OFS was, and WinFS is, a storage architecture that marries the conventional file system with database characteristics such as strong data types, explicit relationships, and structured queries. The goal is to enable us not only to find documents, contacts and messages more easily, but to remix them on the fly to create context-sensitive and task-appropriate views.
There have been many changes in the years between Cairo and WinFS. The foundation technologies, for example, have grown up. The NTFS file system and SQL Server are reliable veterans; the .Net common language runtime and Windows’ XML infrastructure have reached adulthood; SQL Server’s CLR and XML aspects are maturing. That’s why WinFS lead architect Quentin Clark says this time around the project involves more integration than invention.
The intervening years have also shifted our focus from the PC to the network and from personal to social computing. Most of the documents, contacts and messages that I need to find and organise live primarily in the network. This gives me convenient access from anywhere and connects my stuff to other people’s stuff.
My blog, functioning as my outboard brain, is both a personal repository and a nexus of connections involving me, close collaborators and serendipitous acquaintances. My email doesn’t yet work the same way, but I suspect that it soon will. Blogs, wikis and social tagging have shown us that group intelligence, amplified by nothing more than linking and search, can manage flows of information more effectively than most of us would have dared to dream.
WinFS at first glance seems antithetical to this approach. It prescribes a formal taxonomy of data types. That taxonomy can be extended, but only by WinFS-savvy developers, and only in WinFS-aware applications. The benefit of this scheme is that applications which once had to invent their own custom storage mechanisms will now be able to leverage the system-wide database and reuse not only standard types but also the extended types they share in common.
Beyond the handful of standard types, though, I’m not sure where all those extensions are going to come from. Developers have always tried, and so far always failed, to define reusable objects that meet the needs of knowledge workers in the real world.
Meanwhile, in the era of social computing, we’re learning to watch for the patterns that emerge as people interact in information-rich contexts, and then pave those cow paths. The first WinFS-aware applications, which will be personal information managers with hooks for sharing and synchronisation, won’t align with this strategy.

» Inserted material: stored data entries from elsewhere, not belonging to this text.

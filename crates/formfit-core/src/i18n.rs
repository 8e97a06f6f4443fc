//! English/Hindi label lookup with a persisted language choice.
//!
//! Lookups fall back to English, then to the key itself, so a missing
//! translation never renders as an empty label.

use std::collections::{BTreeMap, HashMap};
use std::fmt;
use std::str::FromStr;

use serde::{Deserialize, Serialize};
use thiserror::Error;
use tracing::{debug, warn};

/// Storage key holding the selected language code.
pub const LANGUAGE_KEY: &str = "language";

#[derive(Debug, Clone, Copy, PartialEq, Eq, Hash, Default, Serialize, Deserialize)]
#[serde(rename_all = "lowercase")]
pub enum Language {
    #[default]
    En,
    Hi,
}

impl Language {
    pub const ALL: [Language; 2] = [Language::En, Language::Hi];

    pub const fn code(self) -> &'static str {
        match self {
            Language::En => "en",
            Language::Hi => "hi",
        }
    }

    /// Parse a stored language code. Unknown codes yield `None`.
    pub fn from_code(code: &str) -> Option<Self> {
        Language::ALL.into_iter().find(|l| l.code() == code)
    }
}

impl fmt::Display for Language {
    fn fmt(&self, f: &mut fmt::Formatter<'_>) -> fmt::Result {
        f.write_str(self.code())
    }
}

impl FromStr for Language {
    type Err = String;

    fn from_str(s: &str) -> Result<Self, Self::Err> {
        Language::from_code(s.trim()).ok_or_else(|| format!("unsupported language: {s}"))
    }
}

#[derive(Debug, Error)]
pub enum StoreError {
    #[error("Preference storage unavailable: {0}")]
    Unavailable(String),

    #[error("Failed to write preference: {0}")]
    Write(String),
}

/// Key-value storage for user preferences (browser `localStorage`, a file).
pub trait PreferenceStore {
    fn get(&self, key: &str) -> Option<String>;
    fn set(&mut self, key: &str, value: &str) -> Result<(), StoreError>;
}

/// In-memory store. Nothing survives the process.
#[derive(Debug, Clone, Default)]
pub struct MemoryStore {
    values: HashMap<String, String>,
}

impl PreferenceStore for MemoryStore {
    fn get(&self, key: &str) -> Option<String> {
        self.values.get(key).cloned()
    }

    fn set(&mut self, key: &str, value: &str) -> Result<(), StoreError> {
        self.values.insert(key.to_string(), value.to_string());
        Ok(())
    }
}

impl<S: PreferenceStore + ?Sized> PreferenceStore for &mut S {
    fn get(&self, key: &str) -> Option<String> {
        (**self).get(key)
    }

    fn set(&mut self, key: &str, value: &str) -> Result<(), StoreError> {
        (**self).set(key, value)
    }
}

type Table = &'static [(&'static str, &'static str)];

static EN: Table = &[
    ("mainTitle", "Photo, Signature & Document Converter For Pan card Application"),
    (
        "mainSubtitle",
        "Free Online Photograph, Signature and Document Converter and resizer tool for a pan card application form.",
    ),
    ("stepUpload", "Upload"),
    ("stepRequirement", "Requirement"),
    ("stepEditor", "Editor"),
    ("dropText", "Drop your photo here!"),
    ("selectFile", "Select File"),
    ("maxSize", "maximum file size: 10 MB"),
    ("previous", "Previous"),
    ("next", "Next"),
    ("download", "Download"),
    ("pleaseSelectDocType", "Please select a document type to continue."),
    ("completePreviousSteps", "Please complete the previous steps first."),
    ("fileTooLarge", "File size exceeds 10MB limit"),
    (
        "invalidFileType",
        "Please select a valid image file (JPG, PNG) or PDF document",
    ),
    ("imageLoadFailed", "Failed to load image. Please try a different file."),
    ("imageCreateFailed", "Failed to create image"),
    ("noImageToDownload", "No image to download"),
];

static HI: Table = &[
    ("mainTitle", "पैन कार्ड आवेदन के लिए फोटो, हस्ताक्षर और डॉक्यूमेंट कनवर्टर"),
    (
        "mainSubtitle",
        "पैन कार्ड आवेदन पत्र के लिए नि:शुल्क ऑनलाइन फोटोग्राफ, हस्ताक्षर और डॉक्यूमेंट कनवर्टर और आकार बदलने वाला टूल।",
    ),
    ("stepUpload", "अपलोड"),
    ("stepRequirement", "आवश्यकता"),
    ("stepEditor", "एडीटर"),
    ("dropText", "अपनी फोटो यहाँ गिराओ!"),
    ("selectFile", "फ़ाइल् पसंद करे"),
    ("maxSize", "अधिकतम फ़ाइल की साइज: 10 MB"),
    ("previous", "पीछे"),
    ("next", "आगे बढे"),
    ("download", "डाउनलोड"),
];

fn table(language: Language) -> Table {
    match language {
        Language::En => EN,
        Language::Hi => HI,
    }
}

fn lookup(language: Language, key: &str) -> Option<&'static str> {
    table(language)
        .iter()
        .find(|(k, _)| *k == key)
        .map(|(_, v)| *v)
}

/// Every label key, in table order.
pub fn keys() -> impl Iterator<Item = &'static str> {
    EN.iter().map(|(k, _)| *k)
}

/// Translate `key`, falling back to English and then to the key itself.
pub fn translate(language: Language, key: &str) -> &str {
    lookup(language, key)
        .or_else(|| lookup(Language::En, key))
        .unwrap_or(key)
}

/// The active language plus the store it is persisted in.
#[derive(Debug)]
pub struct Translator<S> {
    language: Language,
    store: S,
}

impl<S: PreferenceStore> Translator<S> {
    /// Restore the language saved in `store`; English if none or unknown.
    pub fn new(store: S) -> Self {
        let language = match store.get(LANGUAGE_KEY) {
            Some(code) => Language::from_code(&code).unwrap_or_else(|| {
                warn!(%code, "ignoring unknown stored language");
                Language::En
            }),
            None => Language::En,
        };
        Self { language, store }
    }

    pub fn language(&self) -> Language {
        self.language
    }

    /// Switch language and persist the choice.
    ///
    /// # Errors
    ///
    /// Returns an error if the store refuses the write; the language is then
    /// left unchanged.
    pub fn set_language(&mut self, language: Language) -> Result<(), StoreError> {
        self.store.set(LANGUAGE_KEY, language.code())?;
        debug!(%language, "language switched");
        self.language = language;
        Ok(())
    }

    pub fn t<'a>(&self, key: &'a str) -> &'a str {
        translate(self.language, key)
    }

    /// All labels in the active language, for refreshing every visible text.
    pub fn labels(&self) -> BTreeMap<&'static str, &'static str> {
        keys().map(|k| (k, translate(self.language, k))).collect()
    }

    pub fn store(&self) -> &S {
        &self.store
    }

    pub fn into_store(self) -> S {
        self.store
    }
}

These WinFS applications will, however, enable you to pave your own cow paths, for example by storing and reusing queries. Nobody can know how people will ultimately want to share these contexts among WinFS clients in a peer-to-peer fashion, on WinFS servers when they emerge, and on the global XML web. So, I hope Microsoft will come to see WinFS not only as a platform for developers, but also as an environment in which users can do simple things that yield powerful social effects.